1.   PURPOSES OF THE PLAN
     --------------------
        
     The purposes of the 1998 Stock Option Plan (the "Plan") of Sonic Solutions,
a California corporation (the "Company"), are to:

     (a)   Encourage selected employees, directors and consultants to improve
operations and increase profits of the Company;

     (b)   Encourage selected employees, directors and consultants to accept
or continue employment or association with the Company or any Affiliate (as
defined below); and

     (c)   Increase the interest of selected employees, directors and
consultants in the Company's welfare through participation in the growth in
value of the common stock of the Company (the "Common Stock").

     Options granted under this Plan ("Options") may be "incentive stock
options" ("ISOs") intended to satisfy the requirements of Section 422 of the
Internal Revenue Code of 1986, as amended (the "Code"), or "nonqualified
options" ("NQOs").

2.   ELIGIBLE PERSONS
     ----------------

     Every person who at the date of grant of an Option is an employee of the
Company or of any Affiliate of the Company is eligible to receive NQOs or ISOs
under this Plan.  Every person who at the date of grant is a director of or
consultant to the Company or to any Affiliate of the Company is eligible to
receive NQOs under this Plan.  The term "Affiliate" as used in the Plan means a
parent or subsidiary corporation as defined in the applicable provisions
(currently Sections 425(e) and (f), respectively) of the Code.  The term
"employee" includes an officer or director who is an employee, of the Company.
The term "consultant" includes persons employed by, or otherwise affiliated
with, a consultant.

3.   STOCK SUBJECT TO THIS PLAN
     --------------------------

     Subject to the provisions of Section 6.1(a) of the Plan, the initial
maximum aggregate number of shares of stock which may be issued on exercise of
Options granted pursuant to this Plan is 1,000,000 shares of Common Stock (the
"Share Limit").  The Share Limit shall automatically be increased on the last
business day of each fiscal year by an amount equal to 2% of the total number of
shares of Common Stock outstanding on such date; provided, 
<PAGE>
 
however, that in no event shall such automatic share increase cause the Share
Limit to exceed 2,000,000 shares. The shares covered by the portion of any
grant under the Plan which expires unexercised shall become available again
for grants under the Plan. Shares issued pursuant to an Option which are
repurchased by the Company in accordance with the terms of the Plan shall
become available again for grants as NQOs under the Plan.

4.   ADMINISTRATION
     --------------

     4.1   This Plan shall be administered by the Board of Directors of the
Company (the "Board"), or by a committee (the "Committee") of at least two (2)
Board members to which administration of the Plan is delegated or, with
respect to persons other than directors and "executive officers" as defined in
the Securities Exchange Act and the rules and regulations thereunder, by the
Chief Executive Officer of the Company (in each case, the "Administrator"), in
accordance with the provisions of Rule 16b-3 promulgated by the Securities and
Exchange Commission ("Rule 16b-3"), or by any successor rule thereto.

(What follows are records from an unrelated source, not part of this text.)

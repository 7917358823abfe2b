//! Core-level plumbing shared by trampolines and the call driver.

use wasmtime::{AsContextMut, Memory, Val, ValType};

use super::alloc::GuestAllocator;
use crate::abi::{CanonicalAbiError, FlatType, GuestMemory};

/// Raw 64-bit pattern of a core value.
pub fn val_bits(val: &Val) -> Result<u64, CanonicalAbiError> {
    Ok(match val {
        Val::I32(v) => u64::from(*v as u32),
        Val::I64(v) => *v as u64,
        Val::F32(bits) => u64::from(*bits),
        Val::F64(bits) => *bits,
        _ => {
            return Err(CanonicalAbiError::UnsupportedType(
                "non-numeric core value".to_string(),
            ));
        }
    })
}

/// Build a core value of type `ty` from the low bits of `bits`.
pub fn val_from_bits(ty: &ValType, bits: u64) -> Result<Val, CanonicalAbiError> {
    Ok(match ty {
        ValType::I32 => Val::I32(bits as u32 as i32),
        ValType::I64 => Val::I64(bits as i64),
        ValType::F32 => Val::F32(bits as u32),
        ValType::F64 => Val::F64(bits),
        other => {
            return Err(CanonicalAbiError::UnsupportedType(format!(
                "core type {other}"
            )));
        }
    })
}

pub fn val_type(flat: FlatType) -> ValType {
    match flat {
        FlatType::I32 => ValType::I32,
        FlatType::I64 => ValType::I64,
        FlatType::F32 => ValType::F32,
        FlatType::F64 => ValType::F64,
    }
}

/// Whether `actual` carries values of flat kind `expected`.
pub fn is_flat(actual: &ValType, expected: FlatType) -> bool {
    matches!(
        (actual, expected),
        (ValType::I32, FlatType::I32)
            | (ValType::I64, FlatType::I64)
            | (ValType::F32, FlatType::F32)
            | (ValType::F64, FlatType::F64)
    )
}

/// Guest linear memory reached through a wasmtime store, allocating through
/// the guest's own allocator.
pub struct WasmGuest<S> {
    store: S,
    memory: Memory,
    allocator: GuestAllocator,
}

impl<S: AsContextMut> WasmGuest<S> {
    pub fn new(store: S, memory: Memory, allocator: GuestAllocator) -> Self {
        Self {
            store,
            memory,
            allocator,
        }
    }

    pub fn store_mut(&mut self) -> &mut S {
        &mut self.store
    }
}

impl<S: AsContextMut> GuestMemory for WasmGuest<S> {
    fn data(&self) -> &[u8] {
        self.memory.data(&self.store)
    }

    fn data_mut(&mut self) -> &mut [u8] {
        self.memory.data_mut(&mut self.store)
    }

    fn allocate(&mut self, size: u32, align: u32) -> Result<u32, CanonicalAbiError> {
        self.allocator
            .allocate(&mut self.store, size, align)
            .map_err(|e| match e {
                super::WasmError::CanonicalAbi(abi) => abi,
                other => CanonicalAbiError::AllocationFailed {
                    size,
                    align,
                    reason: other.to_string(),
                },
            })
    }
}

     4.2   Subject to the other provisions of this Plan, the Administrator
shall have the authority, in its discretion: (i) to grant Options; (ii) to
determine the fair market value of the Common Stock subject to Options; (iii)
to determine the exercise price of Options granted; (iv) to determine the
persons to whom, and the time or times at which, Options shall be granted, and
the number of shares subject to each Option; (v) to interpret this Plan; (vi)
to prescribe, amend and rescind rules, regulations and guidelines relating to
this Plan; (vii) to determine the terms and provisions of each Option granted
(which need not be identical), including, but not limited to, the time or
times at which Options shall be exercisable; (viii) with the consent of the
optionee, to modify or amend any Option; (ix) to defer (with the consent of
the optionee) or to accelerate the exercise date of any Option or to defer
(with the consent of the optionee) or to accelerate the expiration of any
right of repurchase which the Company may have with respect to shares issued
or issuable upon exercise of any Option; (x) to authorize any person to
execute on behalf of the Company any instrument evidencing the grant of an
Option; and (xi) to make all other determinations deemed necessary or
advisable for the administration of this Plan. The Administrator may delegate
nondiscretionary administrative duties to such employees of the Company as it
deems proper.

                                       2
<PAGE>
 
     4.3   All questions of interpretation, implementation and application of
this Plan shall be determined by the Administrator. Such determinations shall
be final and binding on all persons, including the Company and all options.

5.   GRANTING OF OPTIONS; OPTION AGREEMENT
     -------------------------------------

     5.1   No Options shall be granted under this Plan after ten (10) years
from the date of adoption of this Plan by the Board.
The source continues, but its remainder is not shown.